Looking to save time while filling out your check-ins? Users on Plus or Premium plans can connect their key results to data sources to automatically pull in the metric when doing a check-in. As soon as you click on “Create check-in,” Tability will pull the data from the data source (like Asana, Clickup, Google Sheets and more), and put the most recent metric into the check-in for you.
Confidence
Your confidence rating is used to tell your team how confident you are on achieving your key result by the end of the quarter. Your confidence will likely change from week to week and should be based on both your metric and the other information that you have about your key result. Confidence helps other teams understand the full scope of the work happening on your key results.
We break confidence into three levels:
Green/On track - You’ll likely achieve your goal
Yellow/At risk - There are issues that are impacting your progress and could cause you to miss your target.
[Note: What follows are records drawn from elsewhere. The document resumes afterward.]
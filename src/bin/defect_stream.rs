//! defect_stream - run recorded or piped detector output through the filter chain
//!
//! Reads one raw detector message per line (file or stdin), prints every
//! confirmed detection as a JSON line on stdout and optionally writes the
//! hash-chained session log.

use anyhow::{anyhow, Context, Result};
use clap::Parser;
use std::fs::File;
use std::io::{BufRead, BufReader, Write};
use std::path::PathBuf;

use defect_stream::{
    Detection, DetectionProfile, DetectionSink, ProfileKind, ReplaySource, SessionLog,
    StreamConfig, StreamSession,
};

#[derive(Parser, Debug)]
#[command(
    name = "defect_stream",
    about = "Filter a stream of raw vision-model detections into confirmed findings"
)]
struct Args {
    /// Input file with one detector message per line (stdin when omitted)
    #[arg(long, value_name = "PATH")]
    input: Option<PathBuf>,

    /// Detection profile (forensic|property); overrides DEFECT_STREAM_PROFILE
    #[arg(long, value_name = "KIND")]
    profile: Option<String>,

    /// Sightings required before a detection is confirmed
    #[arg(long, value_name = "N")]
    temporal_threshold: Option<u32>,

    /// Pace replay at the configured transport cadence
    #[arg(long)]
    realtime: bool,

    /// Write the session log to this path
    #[arg(long, value_name = "PATH")]
    log_out: Option<PathBuf>,

    /// Session identifier recorded in the log
    #[arg(long, env = "DEFECT_STREAM_SESSION_ID", default_value = "session")]
    session_id: String,

    /// Print a session summary to stderr when done
    #[arg(long)]
    summary: bool,
}

/// Records each confirmed detection in the session log, then prints it.
struct StdoutSink<W: Write> {
    out: W,
    log: SessionLog,
}

impl<W: Write> DetectionSink for StdoutSink<W> {
    fn accept(&mut self, detection: &Detection) -> Result<()> {
        self.log.accept(detection)?;
        serde_json::to_writer(&mut self.out, detection)?;
        writeln!(self.out)?;
        self.out.flush()?;
        Ok(())
    }
}

fn resolve_profile(args: &Args, cfg: &StreamConfig) -> Result<DetectionProfile> {
    let mut profile = match args.profile.as_deref() {
        Some(kind) => {
            let kind = kind.parse::<ProfileKind>()?;
            if kind == cfg.profile_kind {
                cfg.profile.clone()
            } else {
                DetectionProfile::for_kind(kind)
            }
        }
        None => cfg.profile.clone(),
    };
    if let Some(threshold) = args.temporal_threshold {
        profile = profile.with_temporal_threshold(threshold);
    }
    profile.validate()?;
    Ok(profile)
}

fn main() -> Result<()> {
    env_logger::Builder::from_env(env_logger::Env::default().default_filter_or("info")).init();
    let args = Args::parse();

    let cfg = StreamConfig::load()?;
    let profile = resolve_profile(&args, &cfg)?;

    let reader: Box<dyn BufRead> = match &args.input {
        Some(path) => Box::new(BufReader::new(
            File::open(path).with_context(|| format!("failed to open {}", path.display()))?,
        )),
        None => Box::new(BufReader::new(std::io::stdin())),
    };
    let mut source = ReplaySource::new(reader);
    if args.realtime {
        source = source.with_pacing(cfg.transport.nominal_interval());
    }

    let mut session = StreamSession::new(profile);
    session.start()?;
    let cancel = session.cancel_handle();
    ctrlc::set_handler(move || cancel.cancel())
        .map_err(|e| anyhow!("error setting Ctrl-C handler: {}", e))?;
    session.activate()?;

    let mut sink = StdoutSink {
        out: std::io::stdout().lock(),
        log: SessionLog::new(args.session_id.clone()),
    };
    let stats = session.run(&mut source, &mut sink)?;
    log::info!(
        "processed {} message(s): {} confirmed, {} filtered, {} clear, {} scanning",
        stats.messages,
        stats.confirmed,
        stats.filtered,
        stats.clear,
        stats.scanning
    );

    if let Some(path) = &args.log_out {
        sink.log.write_to(path)?;
        log::info!(
            "session log written to {} ({} entries)",
            path.display(),
            sink.log.len()
        );
    }
    if args.summary {
        let summary = sink.log.summary()?;
        eprintln!("{}", serde_json::to_string_pretty(&summary)?);
    }
    Ok(())
}
use serde::{Deserialize, Serialize};

use super::category::Category;
use crate::geometry::NormalizedBox;

/// Which detector prompt produced a detection.
#[derive(Clone, Copy, Debug, PartialEq, Eq, Hash, Serialize, Deserialize)]
#[serde(rename_all = "lowercase")]
pub enum DetectionKind {
    Defect,
    Evidence,
}

impl DetectionKind {
    pub fn as_str(self) -> &'static str {
        match self {
            DetectionKind::Defect => "defect",
            DetectionKind::Evidence => "evidence",
        }
    }
}

/// Free-text fields the model attaches to a detection. Passed through to the
/// consumer untouched.
#[derive(Clone, Debug, Default, PartialEq, Eq, Serialize, Deserialize)]
pub struct DetectionDetails {
    #[serde(default, skip_serializing_if = "Option::is_none")]
    pub description: Option<String>,
    #[serde(default, skip_serializing_if = "Option::is_none")]
    pub severity: Option<String>,
    #[serde(default, skip_serializing_if = "Option::is_none")]
    pub location: Option<String>,
    #[serde(default, skip_serializing_if = "Option::is_none")]
    pub recommendation: Option<String>,
}

/// A validated detection on its way through the filter chain.
#[derive(Clone, Debug, PartialEq, Serialize, Deserialize)]
#[serde(rename_all = "camelCase")]
pub struct Detection {
    pub kind: DetectionKind,
    pub type_label: String,
    pub category: Category,
    /// `None` for type-only detections (no usable box).
    #[serde(rename = "box")]
    pub bbox: Option<NormalizedBox>,
    /// Clamped to `0..=100`.
    pub confidence: f64,
    /// Epoch milliseconds.
    pub timestamp: u64,
    #[serde(default)]
    pub details: DetectionDetails,
}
Red/Off track - There are issues blocking your ability to achieve your key result.
These confidence levels aren’t permanent and shouldn’t be seen as a final grade on your work or your progress towards your key results. This is just to let the team know how goals are tracking and help you signal if you need help on your key results.
Note: avoid with setting confidence levels is marking a goal yellow or at risk for three weeks in a row. After three weeks, chances are that the goal is improved, but the owner is feeling nervous about maintaining momentum or that the goal has gone off track, but the owner doesn’t want to be seen as “failing” at their key result. Keeping goals marked as at risk for long periods of time prevents your team from having the proper sense of urgency.
Marking goals as red can be one of the most important things that a key result owner can do. When goals become off track, signaling that to the rest of the team can both create that sense of urgency and allow for an updated set of priorities that lets the key result get unblocked and back on track.
Analysis
Metrics and Confidence can only tell the team so much, especially if they don’t seem aligned (the metric is low but confidence is high, for example). This is where a comment in the analysis section will help shorten the time it takes for other teams to get context on your goal. A good comment contains the following:
What got you to where you’re at?
What projects or initiatives have you done to make progress?
What external factors have played a role in your progress?
What blockers have you dealt with and gotten around?
What do you have planned moving forward?
What are the next steps that you’re taking?
What is the timeline for your in-progress initiatives?
What is your expected outcome from your initiatives?
What should the team be aware of?
What blockers do you currently have?
What help do you need from other team members or teams?
Is there anything you or the team need to do differently to stay/get on track?
How long does it take?
We anticipate that you shouldn’t need to spend more than 3-5 minutes writing a check-in per key result. Most users spend 10-15 minutes per week writing updates in total. We recommend putting a block on your calendar each week when your check-ins are due to give yourself dedicated time to complete your check-ins. If you can, having the entire team have the same calendar block can create a culture that understands the importance of communication and documentation.
What to do after writing check-ins?
The teams that work together the best don’t only write check-ins, but they also read them. Take another 15 minutes a week to asynchronously review the check-ins of your team members. Reading the check-ins and commenting on them can help identify overlapping efforts that can be combined or make asks/offers for help.